--- Given data ---
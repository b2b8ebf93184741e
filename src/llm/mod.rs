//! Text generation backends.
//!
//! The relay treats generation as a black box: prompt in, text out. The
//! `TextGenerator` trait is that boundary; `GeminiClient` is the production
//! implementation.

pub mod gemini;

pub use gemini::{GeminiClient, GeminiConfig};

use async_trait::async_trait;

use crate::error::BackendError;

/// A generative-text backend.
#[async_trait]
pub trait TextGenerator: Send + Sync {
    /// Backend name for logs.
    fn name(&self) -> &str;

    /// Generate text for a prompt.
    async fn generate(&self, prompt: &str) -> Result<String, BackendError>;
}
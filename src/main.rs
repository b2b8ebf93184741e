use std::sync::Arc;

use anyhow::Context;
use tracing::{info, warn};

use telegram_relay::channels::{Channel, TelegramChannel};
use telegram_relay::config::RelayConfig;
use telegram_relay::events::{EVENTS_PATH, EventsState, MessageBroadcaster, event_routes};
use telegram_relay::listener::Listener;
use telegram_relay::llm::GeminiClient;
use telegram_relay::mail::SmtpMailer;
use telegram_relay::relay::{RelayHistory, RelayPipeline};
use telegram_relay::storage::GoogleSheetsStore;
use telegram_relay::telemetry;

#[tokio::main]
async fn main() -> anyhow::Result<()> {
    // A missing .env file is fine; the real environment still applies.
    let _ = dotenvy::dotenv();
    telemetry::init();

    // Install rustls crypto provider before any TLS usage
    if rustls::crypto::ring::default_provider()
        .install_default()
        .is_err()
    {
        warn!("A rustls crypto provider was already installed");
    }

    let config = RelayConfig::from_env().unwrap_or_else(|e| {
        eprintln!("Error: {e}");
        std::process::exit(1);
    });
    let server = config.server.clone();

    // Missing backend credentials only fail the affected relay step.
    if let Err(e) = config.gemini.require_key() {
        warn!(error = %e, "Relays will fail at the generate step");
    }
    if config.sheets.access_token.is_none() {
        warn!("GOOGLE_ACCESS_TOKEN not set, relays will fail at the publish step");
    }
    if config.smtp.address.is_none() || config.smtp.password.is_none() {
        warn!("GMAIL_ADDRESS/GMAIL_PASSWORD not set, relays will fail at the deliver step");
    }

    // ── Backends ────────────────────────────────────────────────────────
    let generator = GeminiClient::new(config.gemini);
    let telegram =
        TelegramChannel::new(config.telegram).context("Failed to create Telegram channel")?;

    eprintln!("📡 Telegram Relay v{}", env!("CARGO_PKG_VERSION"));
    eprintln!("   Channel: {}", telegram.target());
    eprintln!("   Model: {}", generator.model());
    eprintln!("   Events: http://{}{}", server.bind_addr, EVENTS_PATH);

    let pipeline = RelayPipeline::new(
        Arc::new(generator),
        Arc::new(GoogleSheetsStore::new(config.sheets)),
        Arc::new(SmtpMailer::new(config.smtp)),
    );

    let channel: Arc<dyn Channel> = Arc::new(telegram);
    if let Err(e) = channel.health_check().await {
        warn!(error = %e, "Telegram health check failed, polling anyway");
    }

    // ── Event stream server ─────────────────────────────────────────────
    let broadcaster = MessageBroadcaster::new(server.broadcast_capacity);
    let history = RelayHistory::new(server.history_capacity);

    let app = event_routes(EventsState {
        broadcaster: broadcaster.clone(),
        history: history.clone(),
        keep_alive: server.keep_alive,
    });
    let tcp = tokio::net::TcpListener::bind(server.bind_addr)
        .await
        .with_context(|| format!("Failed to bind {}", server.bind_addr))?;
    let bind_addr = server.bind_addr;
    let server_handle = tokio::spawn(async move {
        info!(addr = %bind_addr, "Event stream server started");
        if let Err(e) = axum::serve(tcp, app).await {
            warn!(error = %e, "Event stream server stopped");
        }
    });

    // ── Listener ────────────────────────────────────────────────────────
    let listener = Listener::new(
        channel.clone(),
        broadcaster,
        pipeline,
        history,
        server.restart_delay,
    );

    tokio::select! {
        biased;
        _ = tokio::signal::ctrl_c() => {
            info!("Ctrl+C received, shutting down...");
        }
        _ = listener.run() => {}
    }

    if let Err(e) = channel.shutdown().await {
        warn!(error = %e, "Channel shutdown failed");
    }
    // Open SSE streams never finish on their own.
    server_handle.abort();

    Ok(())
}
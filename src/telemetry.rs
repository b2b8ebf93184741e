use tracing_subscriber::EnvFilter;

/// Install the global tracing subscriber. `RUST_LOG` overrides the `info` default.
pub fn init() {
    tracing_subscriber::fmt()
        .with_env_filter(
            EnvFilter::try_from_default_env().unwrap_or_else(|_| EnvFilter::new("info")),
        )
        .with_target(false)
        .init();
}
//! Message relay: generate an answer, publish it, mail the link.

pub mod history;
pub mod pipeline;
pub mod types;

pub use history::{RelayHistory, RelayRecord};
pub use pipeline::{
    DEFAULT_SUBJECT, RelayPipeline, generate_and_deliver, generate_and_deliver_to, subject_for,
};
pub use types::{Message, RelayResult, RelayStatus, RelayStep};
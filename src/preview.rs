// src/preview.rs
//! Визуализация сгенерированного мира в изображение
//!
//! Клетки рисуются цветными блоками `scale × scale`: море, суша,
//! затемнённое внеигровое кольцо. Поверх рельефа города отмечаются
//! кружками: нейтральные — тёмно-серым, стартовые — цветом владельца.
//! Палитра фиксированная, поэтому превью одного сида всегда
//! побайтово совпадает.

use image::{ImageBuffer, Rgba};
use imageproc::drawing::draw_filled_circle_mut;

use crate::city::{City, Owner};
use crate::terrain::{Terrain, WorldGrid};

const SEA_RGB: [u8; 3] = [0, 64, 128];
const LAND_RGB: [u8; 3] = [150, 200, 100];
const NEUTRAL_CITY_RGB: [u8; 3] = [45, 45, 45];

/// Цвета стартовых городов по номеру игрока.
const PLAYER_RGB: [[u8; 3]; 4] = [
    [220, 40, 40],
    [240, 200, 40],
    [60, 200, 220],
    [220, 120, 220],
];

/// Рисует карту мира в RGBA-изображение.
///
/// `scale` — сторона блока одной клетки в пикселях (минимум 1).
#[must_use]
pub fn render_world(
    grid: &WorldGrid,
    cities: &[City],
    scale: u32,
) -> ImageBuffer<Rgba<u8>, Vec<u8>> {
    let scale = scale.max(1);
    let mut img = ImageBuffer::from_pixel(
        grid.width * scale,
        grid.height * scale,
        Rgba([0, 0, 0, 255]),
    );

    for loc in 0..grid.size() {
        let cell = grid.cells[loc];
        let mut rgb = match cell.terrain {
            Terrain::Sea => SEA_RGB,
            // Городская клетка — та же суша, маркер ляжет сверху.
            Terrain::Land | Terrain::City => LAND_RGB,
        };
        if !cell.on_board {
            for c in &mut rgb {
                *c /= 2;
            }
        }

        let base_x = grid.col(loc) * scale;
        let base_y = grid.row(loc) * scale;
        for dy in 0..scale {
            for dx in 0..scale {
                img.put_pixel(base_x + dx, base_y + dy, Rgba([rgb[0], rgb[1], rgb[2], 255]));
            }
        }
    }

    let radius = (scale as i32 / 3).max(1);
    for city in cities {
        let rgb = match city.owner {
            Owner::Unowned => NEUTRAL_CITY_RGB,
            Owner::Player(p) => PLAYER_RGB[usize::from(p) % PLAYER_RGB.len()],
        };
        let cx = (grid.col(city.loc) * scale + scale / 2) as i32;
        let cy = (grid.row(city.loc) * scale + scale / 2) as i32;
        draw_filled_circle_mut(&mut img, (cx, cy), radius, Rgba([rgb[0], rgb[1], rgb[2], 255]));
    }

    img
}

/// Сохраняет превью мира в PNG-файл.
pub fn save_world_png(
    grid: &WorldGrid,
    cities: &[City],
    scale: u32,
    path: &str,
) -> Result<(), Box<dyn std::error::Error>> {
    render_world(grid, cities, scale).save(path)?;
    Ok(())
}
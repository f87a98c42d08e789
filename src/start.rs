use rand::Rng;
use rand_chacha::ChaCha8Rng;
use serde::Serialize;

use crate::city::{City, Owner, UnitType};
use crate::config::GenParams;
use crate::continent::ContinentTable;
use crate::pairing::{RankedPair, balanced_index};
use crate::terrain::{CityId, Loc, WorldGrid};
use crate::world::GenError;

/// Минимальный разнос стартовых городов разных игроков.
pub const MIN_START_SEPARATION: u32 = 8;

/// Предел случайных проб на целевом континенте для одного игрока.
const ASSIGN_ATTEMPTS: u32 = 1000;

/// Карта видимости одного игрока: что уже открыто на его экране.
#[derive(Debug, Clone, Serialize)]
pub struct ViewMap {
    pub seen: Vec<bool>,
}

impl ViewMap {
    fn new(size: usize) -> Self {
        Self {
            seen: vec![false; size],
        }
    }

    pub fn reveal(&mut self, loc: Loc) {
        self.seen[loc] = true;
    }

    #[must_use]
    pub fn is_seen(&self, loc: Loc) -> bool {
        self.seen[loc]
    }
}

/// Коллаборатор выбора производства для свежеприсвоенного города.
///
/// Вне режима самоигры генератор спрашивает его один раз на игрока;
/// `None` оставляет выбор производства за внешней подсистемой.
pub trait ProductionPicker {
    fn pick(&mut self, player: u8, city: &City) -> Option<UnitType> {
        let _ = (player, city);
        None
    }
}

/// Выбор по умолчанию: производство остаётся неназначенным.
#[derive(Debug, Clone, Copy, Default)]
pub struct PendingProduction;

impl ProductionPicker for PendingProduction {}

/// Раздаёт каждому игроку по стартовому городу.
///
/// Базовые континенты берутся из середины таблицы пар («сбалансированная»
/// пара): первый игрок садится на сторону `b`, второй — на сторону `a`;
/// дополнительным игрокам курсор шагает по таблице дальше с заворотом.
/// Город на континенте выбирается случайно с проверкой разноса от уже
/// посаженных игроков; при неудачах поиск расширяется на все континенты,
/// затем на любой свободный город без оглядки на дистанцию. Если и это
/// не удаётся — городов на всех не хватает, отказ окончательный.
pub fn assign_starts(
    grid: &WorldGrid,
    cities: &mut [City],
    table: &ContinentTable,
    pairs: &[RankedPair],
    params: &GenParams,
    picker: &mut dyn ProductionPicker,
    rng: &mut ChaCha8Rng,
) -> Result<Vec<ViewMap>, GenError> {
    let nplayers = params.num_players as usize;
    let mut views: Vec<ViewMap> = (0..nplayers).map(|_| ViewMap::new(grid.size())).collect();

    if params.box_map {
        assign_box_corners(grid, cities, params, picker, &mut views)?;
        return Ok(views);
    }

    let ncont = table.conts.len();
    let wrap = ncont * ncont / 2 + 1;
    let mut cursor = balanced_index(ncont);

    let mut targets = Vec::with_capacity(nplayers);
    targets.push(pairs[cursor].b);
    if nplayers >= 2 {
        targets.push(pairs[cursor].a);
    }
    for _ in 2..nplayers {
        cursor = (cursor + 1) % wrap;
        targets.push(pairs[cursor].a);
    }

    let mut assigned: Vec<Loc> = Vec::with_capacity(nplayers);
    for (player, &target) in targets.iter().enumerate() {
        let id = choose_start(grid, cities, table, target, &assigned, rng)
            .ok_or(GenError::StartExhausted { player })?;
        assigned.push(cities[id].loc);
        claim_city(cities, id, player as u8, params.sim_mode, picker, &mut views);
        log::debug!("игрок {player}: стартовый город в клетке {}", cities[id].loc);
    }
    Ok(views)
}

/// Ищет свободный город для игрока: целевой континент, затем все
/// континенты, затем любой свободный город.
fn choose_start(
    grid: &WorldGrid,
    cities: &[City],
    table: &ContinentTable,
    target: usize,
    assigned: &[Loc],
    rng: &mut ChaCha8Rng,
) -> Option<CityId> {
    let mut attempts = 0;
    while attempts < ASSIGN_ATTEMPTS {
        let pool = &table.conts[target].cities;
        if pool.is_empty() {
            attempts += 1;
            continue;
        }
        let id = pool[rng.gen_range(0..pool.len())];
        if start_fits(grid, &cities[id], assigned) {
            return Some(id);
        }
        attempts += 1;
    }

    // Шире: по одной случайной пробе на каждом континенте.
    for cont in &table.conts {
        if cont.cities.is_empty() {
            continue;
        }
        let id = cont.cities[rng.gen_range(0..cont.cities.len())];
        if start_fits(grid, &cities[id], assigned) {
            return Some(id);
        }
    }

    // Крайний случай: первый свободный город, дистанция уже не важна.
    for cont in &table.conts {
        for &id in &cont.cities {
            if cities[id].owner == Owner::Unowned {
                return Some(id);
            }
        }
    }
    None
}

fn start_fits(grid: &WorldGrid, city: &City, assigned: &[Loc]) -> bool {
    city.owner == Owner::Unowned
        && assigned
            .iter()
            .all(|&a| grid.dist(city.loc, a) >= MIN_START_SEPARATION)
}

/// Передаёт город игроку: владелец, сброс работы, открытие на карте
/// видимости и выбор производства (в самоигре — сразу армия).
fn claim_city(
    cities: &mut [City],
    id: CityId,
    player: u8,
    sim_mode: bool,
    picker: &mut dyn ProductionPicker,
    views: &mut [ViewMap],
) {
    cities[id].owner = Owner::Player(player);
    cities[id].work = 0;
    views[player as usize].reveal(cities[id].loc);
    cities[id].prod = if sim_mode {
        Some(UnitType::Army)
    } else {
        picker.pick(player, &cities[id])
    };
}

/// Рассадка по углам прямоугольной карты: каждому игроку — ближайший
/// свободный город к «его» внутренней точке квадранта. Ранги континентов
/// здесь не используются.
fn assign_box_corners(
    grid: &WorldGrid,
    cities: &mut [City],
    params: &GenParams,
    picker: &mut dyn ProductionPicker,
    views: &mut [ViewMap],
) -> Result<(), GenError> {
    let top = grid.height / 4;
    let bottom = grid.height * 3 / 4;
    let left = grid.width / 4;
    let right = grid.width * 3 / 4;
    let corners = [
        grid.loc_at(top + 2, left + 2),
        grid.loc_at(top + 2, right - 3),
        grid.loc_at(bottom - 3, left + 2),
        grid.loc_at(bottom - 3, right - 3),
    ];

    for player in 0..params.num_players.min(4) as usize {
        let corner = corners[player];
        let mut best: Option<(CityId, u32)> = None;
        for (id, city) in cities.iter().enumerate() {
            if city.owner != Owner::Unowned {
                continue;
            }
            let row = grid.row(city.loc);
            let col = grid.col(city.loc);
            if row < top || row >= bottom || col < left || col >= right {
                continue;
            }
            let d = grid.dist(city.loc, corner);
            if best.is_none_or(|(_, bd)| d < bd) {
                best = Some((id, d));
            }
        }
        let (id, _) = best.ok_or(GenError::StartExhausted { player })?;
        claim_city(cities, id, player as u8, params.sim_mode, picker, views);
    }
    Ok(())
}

--- Activity ---
Copy each line of the records containing the string "ViewMap".

--- Solution to the exercise ---
pub struct ViewMap {
impl ViewMap {
) -> Result<Vec<ViewMap>, GenError> {
    let mut views: Vec<ViewMap> = (0..nplayers).map(|_| ViewMap::new(grid.size())).collect();
    views: &mut [ViewMap],
    views: &mut [ViewMap],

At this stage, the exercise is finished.